Saturday, December 26, 2009

Epistemic Questions in Software System Safety

C. Michael Holloway presented an interesting paper [Towards a Comprehensive Consideration of Epistemic Questions in Software System Safety] at the 4th System Safety Conference 2009; coauthored with Chris W. Johnson, which you can watch here:

Towards a Comprehensive Consideration of Epistemic Questions in Software System Safety

C M Holloway

From: 4th System safety conference 2009

2009-10-26 12:00:00.0 Manufacturing Channel

>> go to webcast>> recommend to friend

"For any system upon which lives depend, the system should not only be safe, but the designers, operators, and regulators of the system should also know that it is safe. For software intensive systems, universal agreement on what is necessary to justify knowledge of safety does not exist."
To sum up Michael's paper and presentation in a nutshell, Michael says that we are not asking the correct questions to know if our systems are safe.
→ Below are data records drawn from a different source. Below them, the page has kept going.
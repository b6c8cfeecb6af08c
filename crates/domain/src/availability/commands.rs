//! Availability commands.

use chrono::NaiveTime;
use common::{AvailabilitySlot, DayOfWeek, DoctorId};

/// Command to add a recurring weekly slot.
#[derive(Debug, Clone)]
pub struct AddSlot {
    /// The doctor offering the slot.
    pub doctor_id: DoctorId,

    /// The weekday the slot recurs on.
    pub day_of_week: DayOfWeek,

    /// Start of the slot (inclusive).
    pub start_time: NaiveTime,

    /// End of the slot (exclusive).
    pub end_time: NaiveTime,
}

impl AddSlot {
    /// Creates a new AddSlot command.
    pub fn new(
        doctor_id: DoctorId,
        day_of_week: DayOfWeek,
        start_time: NaiveTime,
        end_time: NaiveTime,
    ) -> Self {
        Self {
            doctor_id,
            day_of_week,
            start_time,
            end_time,
        }
    }

    /// Builds the slot this command would persist, with a fresh id.
    pub(crate) fn into_slot(self) -> AvailabilitySlot {
        AvailabilitySlot::new(
            self.doctor_id,
            self.day_of_week,
            self.start_time,
            self.end_time,
        )
    }
}

/// Command to change the hours of an existing slot.
///
/// The owning doctor and weekday of a slot never change, so only the times
/// are carried.
#[derive(Debug, Clone)]
pub struct UpdateSlot {
    /// New start of the slot.
    pub start_time: NaiveTime,

    /// New end of the slot.
    pub end_time: NaiveTime,
}

impl UpdateSlot {
    /// Creates a new UpdateSlot command.
    pub fn new(start_time: NaiveTime, end_time: NaiveTime) -> Self {
        Self {
            start_time,
            end_time,
        }
    }
}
He explores the difference between believing the system is safe, thinking the system is safe, and knowing the system is safe. He covers twelve fundamental questions that we all need to agree on before we, as an industry, can agree our systems are safe. He has thirty questions in all that need to be asked. Many that are asked after there has been an accident. What additional questions would you ask to know if your system is truly safe?